To capture health behaviors, we included indicators for exercise, smoking, and alcohol use. To capture exercise intensity we combined two measures of frequency of moderate and vigorous physical activity. We categorized individuals as hardly ever or never (reference), sometimes (once a week or one to three times a month), or frequently (once a week) engaging in either moderate or vigorous physical activity. Smoking status was constructed using responses to inquiries into whether a respondent never smoked, were former smokers, or current smokers. We constructed alcohol use by examining two questions asked of respondents: whether respondents ever drank an alcoholic beverage, and the number of alcoholic drinks consumed daily. Based on these responses, we generated three categories: those who never drank (coded ‘0′), current moderate drinkers who reported drinking 1‒2 drinks on days when drinking alcohol (coded ‘1′), and current heavy drinkers who reported drinking ≥3 drinks per day when drinking alcohol (coded ‘3′). We relied on the 2015–2020 Dietary Guidelines for Americans, published by the U.S. Department of Health and Human Services and the U.S. Department of Agriculture. Moderate drinking is defined as 1 drink per day for women and up to 2 drinks per day for men.
Sociodemographic controls include age (continuous, ranging from 65–102) and married/partnered (0 = no, 1 = yes) and sex (0 = male, 1 = female). We also included measures of household income and wealth. Due to skewness of income and wealth variables, both were logged transformed. For both income and wealth (calculated as assets minus debts), a constant of $1 was added to each value before taking the log of the absolute value of each.

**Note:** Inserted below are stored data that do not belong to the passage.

//! # Event Subscriber
//!
//! Receiving side of the bus. A `Subscription` owns one broadcast receiver
//! and applies its `EventFilter` locally; events that fall outside the
//! filter are consumed and discarded.
//!
//! When a receiver falls more than the channel capacity behind, the oldest
//! events are overwritten. The subscription skips ahead and keeps a running
//! count of what it missed, so an auditor can tell a quiet chain apart from
//! a lossy one.

use crate::events::{ChainEvent, EventFilter};
use std::pin::Pin;
use std::task::{Context, Poll};
use thiserror::Error;
use tokio::sync::broadcast::{self, error::RecvError, error::TryRecvError};
use tokio_stream::wrappers::{errors::BroadcastStreamRecvError, BroadcastStream};
use tokio_stream::Stream;
use tracing::warn;

/// Failure to read from a subscription.
#[derive(Debug, Clone, Copy, Error, PartialEq, Eq)]
pub enum SubscriptionError {
    /// Every sender is gone; no further events will arrive.
    #[error("Event bus closed")]
    Closed,
}

/// Anything that hands out filtered subscriptions.
pub trait EventSubscriber: Send + Sync {
    /// Open a subscription that yields only events matching `filter`.
    fn subscribe(&self, filter: EventFilter) -> Subscription;
}

/// A filtered view of the bus.
pub struct Subscription {
    receiver: broadcast::Receiver<ChainEvent>,
    filter: EventFilter,
    missed: u64,
}

impl Subscription {
    pub(crate) fn new(receiver: broadcast::Receiver<ChainEvent>, filter: EventFilter) -> Self {
        Self {
            receiver,
            filter,
            missed: 0,
        }
    }

    /// Wait for the next matching event.
    ///
    /// Returns `None` once the bus has been dropped.
    pub async fn recv(&mut self) -> Option<ChainEvent> {
        loop {
            match self.receiver.recv().await {
                Ok(event) if self.filter.matches(&event) => return Some(event),
                Ok(_) => {}
                Err(RecvError::Lagged(n)) => self.note_lag(n),
                Err(RecvError::Closed) => return None,
            }
        }
    }

    /// Take the next matching event if one is already buffered.
    pub fn try_recv(&mut self) -> Result<Option<ChainEvent>, SubscriptionError> {
        loop {
            match self.receiver.try_recv() {
                Ok(event) if self.filter.matches(&event) => return Ok(Some(event)),
                Ok(_) => {}
                Err(TryRecvError::Lagged(n)) => self.note_lag(n),
                Err(TryRecvError::Empty) => return Ok(None),
                Err(TryRecvError::Closed) => return Err(SubscriptionError::Closed),
            }
        }
    }

    /// Events overwritten before this subscription could read them.
    ///
    /// Counts every lost event, matching the filter or not.
    #[must_use]
    pub fn missed(&self) -> u64 {
        self.missed
    }

    /// Filter applied to incoming events.
    #[must_use]
    pub fn event_filter(&self) -> &EventFilter {
        &self.filter
    }

    fn note_lag(&mut self, n: u64) {
        self.missed += n;
        warn!(skipped = n, total = self.missed, "Subscriber lagged behind the bus");
    }
}

/// `Stream` adapter over a subscription, for `StreamExt` consumers.
pub struct EventStream {
    inner: BroadcastStream<ChainEvent>,
    filter: EventFilter,
    missed: u64,
}

impl EventStream {
    /// Convert a subscription into a stream. Events already buffered in the
    /// subscription are kept.
    #[must_use]
    pub fn new(subscription: Subscription) -> Self {
        let Subscription {
            receiver,
            filter,
            missed,
        } = subscription;
        Self {
            inner: BroadcastStream::new(receiver),
            filter,
            missed,
        }
    }

    /// Filter applied to incoming events.
    #[must_use]
    pub fn event_filter(&self) -> &EventFilter {
        &self.filter
    }

    /// Events overwritten before the stream could yield them.
    #[must_use]
    pub fn missed(&self) -> u64 {
        self.missed
    }
}

impl Stream for EventStream {
    type Item = ChainEvent;

    fn poll_next(mut self: Pin<&mut Self>, cx: &mut Context<'_>) -> Poll<Option<Self::Item>> {
        loop {
            match Pin::new(&mut self.inner).poll_next(cx) {
                Poll::Ready(Some(Ok(event))) => {
                    if self.filter.matches(&event) {
                        return Poll::Ready(Some(event));
                    }
                }
                Poll::Ready(Some(Err(BroadcastStreamRecvError::Lagged(n)))) => {
                    self.missed += n;
                    warn!(skipped = n, total = self.missed, "Event stream lagged behind the bus");
                }
                Poll::Ready(None) => return Poll::Ready(None),
                Poll::Pending => return Poll::Pending,
            }
        }
    }
}
//! # Chain Ledger
//!
//! Registry and hash chain of one chain, mutated together under one lock so
//! a membership check and the chain extension it guards see the same
//! registry.

use sc_02_node_registry::NodeRegistry;
use sc_03_hash_chain::HashChain;
use serde::{Deserialize, Serialize};
use shared_types::{Address, BlockId, ChainError, ChainState, Hash, ShardId};

/// Outcome of an accepted submission.
#[derive(Clone, Copy, Debug, PartialEq, Eq, Serialize, Deserialize)]
pub struct AcceptedBlock {
    /// Chain the block was appended to.
    pub shard_id: ShardId,
    /// Id of the block, now the chain's current id.
    pub block_id: BlockId,
    /// Chain hash after the block.
    pub hash: Hash,
    /// Recovered signer.
    pub signer: Address,
}

impl AcceptedBlock {
    /// Chain state the acceptance produced.
    #[must_use]
    pub fn state(&self) -> ChainState {
        ChainState {
            current_hash: self.hash,
            block_id: self.block_id,
        }
    }
}

/// Membership and chain state of one chain.
#[derive(Debug, Clone)]
pub struct ChainLedger {
    /// Nodes allowed to sign blocks.
    pub registry: NodeRegistry,
    /// Running hash and history.
    pub chain: HashChain,
}

impl ChainLedger {
    /// Genesis ledger over `registry`.
    #[must_use]
    pub fn new(registry: NodeRegistry, max_payload_bytes: usize) -> Self {
        Self {
            registry,
            chain: HashChain::new(max_payload_bytes),
        }
    }

    /// Extend the chain with a block whose signer is already recovered.
    pub fn extend(
        &mut self,
        signer: Address,
        payload: &[u8],
        claimed: BlockId,
    ) -> Result<ChainState, ChainError> {
        self.chain.extend(&self.registry, signer, payload, claimed)
    }
}
//! # Sharding Subsystem (SC-05)
//!
//! Side chains: independent hash chains, each with its own member
//! registry, created at runtime by main-chain nodes.
//!
//! ## Module Structure
//!
//! ```text
//! sc-05-sharding/
//! ├── domain/      # SideChainInfo
//! ├── ports/       # ShardingApi
//! └── service.rs   # ShardManager
//! ```

#![warn(missing_docs)]

pub mod domain;
pub mod ports;
pub mod service;

pub use domain::SideChainInfo;
pub use ports::inbound::ShardingApi;
pub use service::ShardManager;
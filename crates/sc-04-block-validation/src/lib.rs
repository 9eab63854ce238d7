//! # Block Validation Subsystem (SC-04)
//!
//! Orchestrates one block submission: digest, signer recovery, then chain
//! extension, which checks membership, sequencing and payload bounds in
//! that order.
//!
//! ## Architecture
//!
//! - **Domain Layer** (`domain/`): the per-chain ledger and acceptance outcome
//! - **Validator** (`validator.rs`): synchronous pipeline behind one lock
//! - **Service Layer** (`service.rs`): async API that publishes `ChainEvent`s
//!
//! ## Concurrency
//!
//! Submissions and node additions on one chain are mutually exclusive.
//! Of several submissions claiming the same block id, exactly one succeeds;
//! the others see `StaleOrFutureBlock`.

#![warn(missing_docs)]

pub mod config;
pub mod domain;
pub mod ports;
pub mod service;
pub mod validator;

pub use config::ValidationConfig;
pub use domain::{AcceptedBlock, ChainLedger};
pub use ports::inbound::BlockValidationApi;
pub use service::BlockValidationService;
pub use validator::BlockValidator;
//! # Node Runtime
//!
//! Wires the shard manager to the event bus and runs the auditor.
//!
//! ## Startup Sequence
//!
//! 1. Validate configuration
//! 2. Build the main registry and the shard manager (shard 0)
//! 3. Subscribe the auditor before any block can be accepted
//! 4. Signal ready

use crate::auditor::{run_auditor, AuditLog};
use crate::config::{ConfigError, NodeConfig};
use sc_05_sharding::{ShardManager, ShardingApi};
use shared_bus::{EventFilter, InMemoryEventBus};
use std::sync::Arc;
use tokio::sync::watch;
use tokio::task::JoinHandle;
use tracing::{error, info};

/// The running node: chains, bus and auditor.
pub struct NodeRuntime {
    manager: Arc<ShardManager<InMemoryEventBus>>,
    bus: Arc<InMemoryEventBus>,
    audit_log: Arc<AuditLog>,
    shutdown_tx: watch::Sender<bool>,
    shutdown_rx: watch::Receiver<bool>,
}

impl NodeRuntime {
    /// Build a runtime from a validated configuration.
    pub fn new(config: NodeConfig) -> Result<Self, ConfigError> {
        config.validate()?;
        let registry = config.main_registry()?;

        let bus = Arc::new(InMemoryEventBus::with_capacity(config.bus_capacity));
        let manager = Arc::new(ShardManager::new(
            registry,
            config.validation,
            Arc::clone(&bus),
        ));
        let (shutdown_tx, shutdown_rx) = watch::channel(false);

        info!(
            main_nodes = config.main_nodes.len(),
            admin = config.admin.is_some(),
            scheme = %config.validation.digest_scheme,
            max_payload = config.validation.max_payload_bytes,
            "Creating Scale-Chain node runtime"
        );

        Ok(Self {
            manager,
            bus,
            audit_log: Arc::new(AuditLog::default()),
            shutdown_tx,
            shutdown_rx,
        })
    }

    /// Spawn the auditor task.
    pub fn start(&self) -> JoinHandle<()> {
        let subscription = self.bus.subscribe(EventFilter::all());
        let handle = tokio::spawn(run_auditor(
            subscription,
            Arc::clone(&self.audit_log),
            self.shutdown_rx.clone(),
        ));

        info!("Shards: {:?}", self.manager.shard_ids());
        handle
    }

    /// Signal every task to stop.
    pub fn shutdown(&self) {
        info!("Initiating graceful shutdown...");
        if let Err(e) = self.shutdown_tx.send(true) {
            error!("Failed to send shutdown signal: {}", e);
        }
    }

    /// The shard manager, for submitting blocks and creating side chains.
    #[must_use]
    pub fn manager(&self) -> Arc<ShardManager<InMemoryEventBus>> {
        Arc::clone(&self.manager)
    }

    /// The event bus.
    #[must_use]
    pub fn bus(&self) -> Arc<InMemoryEventBus> {
        Arc::clone(&self.bus)
    }

    /// Heads observed by the auditor.
    #[must_use]
    pub fn audit_log(&self) -> Arc<AuditLog> {
        Arc::clone(&self.audit_log)
    }
}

This ensured that individuals reporting $0 in income or wealth were not lost during the log transformation. Then, for those individuals who originally had negative values of wealth, their log transformed values were multiplied by −1. This method is consistent with previous research using income and wealth data from HRS [30].

3.3. Analytic Strategy

We began by generating weighted descriptive statistics for the analytic sample. Table 1 presents said statistics, stratified by race and ethnicity. Next, to assess our research hypotheses, we estimated a series of nested logistic regression models. The binary nature of our dependent variable made the use of logistic regression more appropriate than ordinary least squares regression. Table 2 presents parameter estimates from logistic regression models. Model I examined the direct effect of race and ethnicity on cognitive impairment controlling for sociodemographic and health characteristics. Next, Model II included years of education into the model and tested for the mediation effect of education on racial/ethnic disparities in cognitive impairment. Collectively, Models I and II provide a test of H1 and H2, respectively. Lastly, we tested race/ethnicity x education interaction terms to assess whether the effects of education are different across race/ethnicity. Point estimates are presented in Model III. We generated graphs for all statistically significant interaction terms. Figure 1 and Figure 2 display visualizations of said interactions. Visualizations of the interactions allowed us to better interpret the conditional effects of race/ethnicity and thus test both H3 and H4.
As with all surveys, the HRS is not without missing values. To address missing data, we began by examining patterns of missing data across independent variables and controls. The extent of missing data was low, with no variables having more than 1% missing. We relied on the Rand Corporation’s income, wealth, and cognition imputation. For all other analyses, we used listwise deletion. All analyses were conducted using Stata 15, StataCorp LLC (College Station, TX, USA).

4. Results

4.1. Descriptive Statistics

Table 1 presents descriptive statistics for all measures. We show proportions for categorical variables and mean values for continuous variables for the entire sample as well make comparisons across race/ethnicity and gender using the adjusted Wald’s test. Blacks and Mexican Americans have lower TICS scores compared to whites, with black men having the largest proportion of adults meeting the ≤9 cutoff at 6.74%. Compared to white men and women, blacks and Mexican Americans in the sample are of lower SES. For instance, Mexican Americans report the fewest years of education (8.93 for men and 7.93 for women). Black and Mexican American women report less income compared to both white men as well as their racial/ethnic male counterparts. Less wealth compared to whites is also reported by blacks and Mexican Americans, with black women having less wealth than black men. Differences in marital/partnered status are indicated, with women of all racial/ethnic groups being less likely to be married/partnered than men.
Racial/ethnic and gender differences are also noted for behavioral risk factors. Black women report a higher prevalence of obesity than both white and black men (44.33% compared to 28.82% and 31.71% respectively). White and black women are more likely to report never participating in moderate/vigorous physical activity compared to their male counterparts. Black and Mexican American men compared to women are more likely to be current or former smokers, while men across all racial/ethnic groups are more likely than women to be moderate or heavy drinkers.
For physical health, white and black women report more health conditions compared to men. Racial/ethnic and gender differences are also present for the two measures of mental health. First, women report a greater prevalence of ever being diagnosed with a psychiatric problem than men regardless of race/ethnicity. However, black men report a lower prevalence of ever-diagnosed psychiatric problems compared to white men (9.61% vs. 13.94%). Similar to psychiatric diagnoses, having a CES-D ≥3 as an indication of depression is more common in white and black women than men. Additionally, Mexican American men are more likely than white men to have CES-D scores ≥3.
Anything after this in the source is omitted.